Saturday, May 02, 2009

UK: doubts casts on the progress of BT flagship 21CN

[light reading] BT Group plc says it has slowed down its £10 billion (US$14.9 billion) 21CN process and has withdrawn an initial converged service because it wasn't likely to be profitable. But the carrier denies it has abandoned its next-generation voice platform migration plans.

Suggestions that BT had put the brakes on its voice migration plans, which involve moving its voice services to an all-IP platform and retiring its TDM-based PSTN switches, emerged Friday in a research note issued by Jefferies & Company Inc. analyst George Notter.

Notter's note centered on the role that VOIP equipment vendor Sonus Networks Inc. (Nasdaq: SONS) is playing in BT's 21CN program. Sonus was drafted into BT's plans in late 2007 to provide a specific application known as the Access Gateway Controller Function (AGCF), which provides a point of interaction between the core IP and access networks.

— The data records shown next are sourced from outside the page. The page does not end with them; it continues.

// src/schema/write.rs
use anyhow::{Context, Result};
use csv::{Terminator, WriterBuilder};
use std::{
    fs,
    io::Write,
    path::{Path, PathBuf},
};
use tracing::info;

use super::types::CanonicalTable;

/// UTF-8 byte-order mark, so spreadsheet tools pick up Cyrillic correctly.
pub const BOM: &[u8] = b"\xEF\xBB\xBF";

/// Serialize `table` as BOM-prefixed delimited text into `w`.
pub fn write_csv<W: Write>(mut w: W, table: &CanonicalTable, delimiter: u8) -> Result<()> {
    w.write_all(BOM)?;
    let mut wtr = WriterBuilder::new()
        .delimiter(delimiter)
        .terminator(Terminator::Any(b'\n'))
        .from_writer(w);
    wtr.write_record(CanonicalTable::header())?;
    for row in &table.rows {
        wtr.write_record(row.cells())?;
    }
    wtr.flush()?;
    Ok(())
}

pub fn to_bytes(table: &CanonicalTable, delimiter: u8) -> Result<Vec<u8>> {
    let mut buf = Vec::new();
    write_csv(&mut buf, table, delimiter)?;
    Ok(buf)
}

/// Write `table` to `path` atomically: temp sibling first, then rename over
/// the target. Returns the number of bytes written.
pub fn write_table<P: AsRef<Path>>(path: P, table: &CanonicalTable, delimiter: u8) -> Result<u64> {
    let path = path.as_ref();
    if let Some(dir) = path.parent().filter(|d| !d.as_os_str().is_empty()) {
        fs::create_dir_all(dir).with_context(|| format!("creating {:?}", dir))?;
    }

    let bytes = to_bytes(table, delimiter)?;
    let file_name = path
        .file_name()
        .map(|n| n.to_string_lossy().to_string())
        .unwrap_or_else(|| "output.csv".into());
    let tmp_path: PathBuf = path.with_file_name(format!(".{}.tmp", file_name));

    fs::write(&tmp_path, &bytes).with_context(|| format!("writing {:?}", tmp_path))?;
    fs::rename(&tmp_path, path)
        .with_context(|| format!("renaming {:?} -> {:?}", tmp_path, path))?;

    info!(path = %path.display(), rows = table.len(), bytes = bytes.len(), "wrote table");
    Ok(bytes.len() as u64)
}
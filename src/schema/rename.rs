// src/schema/rename.rs
//! Fixed rename table from source field names / header labels to canonical columns.

use super::tokens;
use super::types::{CanonicalColumn, PollutantCode};

/// Keys are folded with [`fold_field`]: lowercase, separators removed.
const RENAMES: &[(&str, CanonicalColumn)] = &[
    // station
    ("stanica", CanonicalColumn::Station),
    ("станица", CanonicalColumn::Station),
    ("mjernastanica", CanonicalColumn::Station),
    ("мјернастаница", CanonicalColumn::Station),
    ("station", CanonicalColumn::Station),
    ("stationname", CanonicalColumn::Station),
    ("lokacija", CanonicalColumn::Station),
    ("локација", CanonicalColumn::Station),
    // time
    ("vrijeme", CanonicalColumn::Time),
    ("вријеме", CanonicalColumn::Time),
    ("vreme", CanonicalColumn::Time),
    ("време", CanonicalColumn::Time),
    ("datumivrijeme", CanonicalColumn::Time),
    ("датумивријеме", CanonicalColumn::Time),
    ("datum", CanonicalColumn::Time),
    ("датум", CanonicalColumn::Time),
    ("time", CanonicalColumn::Time),
    ("datetime", CanonicalColumn::Time),
    ("timestamp", CanonicalColumn::Time),
    ("date", CanonicalColumn::Time),
    // pollutants
    ("o3", CanonicalColumn::Pollutant(PollutantCode::O3)),
    ("ozon", CanonicalColumn::Pollutant(PollutantCode::O3)),
    ("ozone", CanonicalColumn::Pollutant(PollutantCode::O3)),
    ("co", CanonicalColumn::Pollutant(PollutantCode::CO)),
    ("so2", CanonicalColumn::Pollutant(PollutantCode::SO2)),
    ("no", CanonicalColumn::Pollutant(PollutantCode::NO)),
    ("no2", CanonicalColumn::Pollutant(PollutantCode::NO2)),
    ("nox", CanonicalColumn::Pollutant(PollutantCode::NOx)),
    ("pm10", CanonicalColumn::Pollutant(PollutantCode::PM10)),
    ("pm25", CanonicalColumn::Pollutant(PollutantCode::PM25)),
    ("h2s", CanonicalColumn::Pollutant(PollutantCode::H2S)),
    ("c6h6", CanonicalColumn::Pollutant(PollutantCode::C6H6)),
    ("benzen", CanonicalColumn::Pollutant(PollutantCode::C6H6)),
    ("benzene", CanonicalColumn::Pollutant(PollutantCode::C6H6)),
];

/// Lowercase and drop whitespace and `_ - . ,` so `PM2_5`, `pm2.5` and
/// `PM 2,5` all fold to `pm25`.
pub fn fold_field(name: &str) -> String {
    name.chars()
        .filter(|c| !(c.is_whitespace() || matches!(c, '_' | '-' | '.' | ',')))
        .flat_map(char::to_lowercase)
        .collect()
}

/// Look a JSON field name up in the rename table. Unknown fields
/// (coordinates, ids, …) return `None` and are dropped by the caller.
pub fn field_column(name: &str) -> Option<CanonicalColumn> {
    let folded = fold_field(name);
    RENAMES
        .iter()
        .find(|(k, _)| *k == folded)
        .map(|(_, col)| *col)
}

/// Map an HTML header label, which may carry units or longer wording
/// ("PM10 (µg/m³)", "Датум и вријеме мјерења").
pub fn header_column(label: &str) -> Option<CanonicalColumn> {
    if let Some(col) = field_column(label) {
        // A bare "No" or "co" in a header is wording, not a code.
        let bare = matches!(col, CanonicalColumn::Pollutant(_))
            && tokens::detect(label).is_empty()
            && fold_field(label).chars().count() <= 2;
        if !bare {
            return Some(col);
        }
    }
    if let Some(code) = tokens::detect(label).into_iter().next() {
        return Some(CanonicalColumn::Pollutant(code));
    }
    let lower = label.to_lowercase();
    if ["вријеме", "vrijeme", "време", "vreme", "датум", "datum", "time"]
        .iter()
        .any(|w| lower.contains(w))
    {
        return Some(CanonicalColumn::Time);
    }
    if ["станиц", "stanic", "station", "локациј", "lokacij"]
        .iter()
        .any(|w| lower.contains(w))
    {
        return Some(CanonicalColumn::Station);
    }
    None
}
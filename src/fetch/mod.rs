// src/fetch/mod.rs
pub mod api;
pub mod page;
pub mod sniff;

use anyhow::{Context, Result};
use reqwest::Client;
use std::{path::Path, time::Duration};
use tokio::{fs, time::sleep};
use tracing::{debug, error, info, instrument, warn};
use url::Url;

use crate::config::{Config, SourceMode};
use crate::process::Document;

pub fn build_client(cfg: &Config) -> Result<Client> {
    Client::builder()
        .user_agent(cfg.user_agent.clone())
        .timeout(cfg.request_timeout())
        .gzip(true)
        .cookie_store(true)
        .build()
        .context("building HTTP client")
}

pub(crate) async fn get_text_core(client: &Client, url: &Url) -> Result<String> {
    debug!("Fetching text from {}", url);
    client
        .get(url.clone())
        .send()
        .await
        .with_context(|| format!("GET {} failed", url))?
        .error_for_status()
        .with_context(|| format!("Non-success status {}", url))?
        .text()
        .await
        .with_context(|| format!("Reading text from {}", url))
}

/// Delay before retry number `attempt` (1-based), doubling each time and
/// saturating instead of overflowing.
fn backoff_ms(initial_backoff_ms: u64, attempt: u32) -> u64 {
    2u64.checked_pow(attempt.saturating_sub(1))
        .map_or(u64::MAX, |f| initial_backoff_ms.saturating_mul(f))
}

pub(crate) async fn get_text_with_retry(
    client: &Client,
    url: &Url,
    max_retries: u32,
    initial_backoff_ms: u64,
) -> Result<String> {
    let mut attempts = 0;
    loop {
        match get_text_core(client, url).await {
            Ok(t) => return Ok(t),
            Err(e) if attempts < max_retries => {
                attempts += 1;
                let backoff = backoff_ms(initial_backoff_ms, attempts);
                warn!(%url, attempt = attempts, delay_ms = backoff, error = %e, "Retrying");
                sleep(Duration::from_millis(backoff)).await;
            }
            Err(e) => {
                error!(%url, error = %e, "Exhausted retries");
                return Err(e);
            }
        }
    }
}

pub(crate) fn parse_url(raw: &str) -> Result<Url> {
    Url::parse(raw).with_context(|| format!("invalid URL {:?}", raw))
}

/// Decide between JSON and HTML for a body whose origin gives no hint.
pub fn document_from_text(text: String, json_hint: bool) -> Result<Document> {
    let body = text.trim_start_matches('\u{feff}').trim_start();
    if json_hint || body.starts_with('{') || body.starts_with('[') {
        let value = serde_json::from_str(body).context("decoding JSON document")?;
        Ok(Document::Json(value))
    } else {
        Ok(Document::Html(text))
    }
}

/// Whether a saved file's name says it holds JSON.
pub fn is_json_path(path: &Path) -> bool {
    path.extension()
        .map(|e| e.eq_ignore_ascii_case("json"))
        .unwrap_or(false)
}

/// Decode a saved document already read from `path`.
pub fn saved_document(path: &Path, text: String) -> Result<Document> {
    document_from_text(text, is_json_path(path)).with_context(|| format!("in {:?}", path))
}

/// Replay a saved page or JSON response.
pub async fn read_document<P: AsRef<Path>>(path: P) -> Result<Document> {
    let path = path.as_ref();
    let text = fs::read_to_string(path)
        .await
        .with_context(|| format!("reading {:?}", path))?;
    let doc = saved_document(path, text)?;
    info!(path = %path.display(), kind = doc.kind(), "replayed document");
    Ok(doc)
}

/// Obtain the document for one run, according to `cfg.mode`.
#[instrument(level = "info", skip(cfg), fields(mode = ?cfg.mode))]
pub async fn acquire(cfg: &Config) -> Result<Document> {
    match cfg.mode {
        SourceMode::File => {
            let input = cfg.input.as_ref().context("mode `file` requires `input`")?;
            read_document(input).await
        }
        SourceMode::Html => {
            let client = build_client(cfg)?;
            page::fetch_page(&client, cfg).await.map(Document::Html)
        }
        SourceMode::Api => {
            let client = build_client(cfg)?;
            let raw = cfg.api_url.as_deref().context("mode `api` requires `api_url`")?;
            api::fetch_json(&client, &parse_url(raw)?, cfg)
                .await
                .map(Document::Json)
        }
        SourceMode::Sniff => {
            let client = build_client(cfg)?;
            sniff::sniff_json(&client, cfg).await.map(Document::Json)
        }
    }
}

Notter believes Sonus jumped at that opportunity, "despite the fact that it was small and required significant R&D" to "curry favor in advance of a larger network transformation opportunity at BT."

Now, though, the analyst believes Sonus has lost that opportunity because BT is believed to be rethinking its 21CN voice network architecture. "More specifically, the carrier has suspended/halted the project as they're finding their network design (essentially replacing the access infrastructure with MSANs) is too expensive," he writes.

Notter adds: "We believe that any larger VoIP network transformation opportunity is gone... The news is disappointing. Just a few months ago, our industry contacts were telling us that Sonus had the inside track on winning this very large follow-on deal at BT."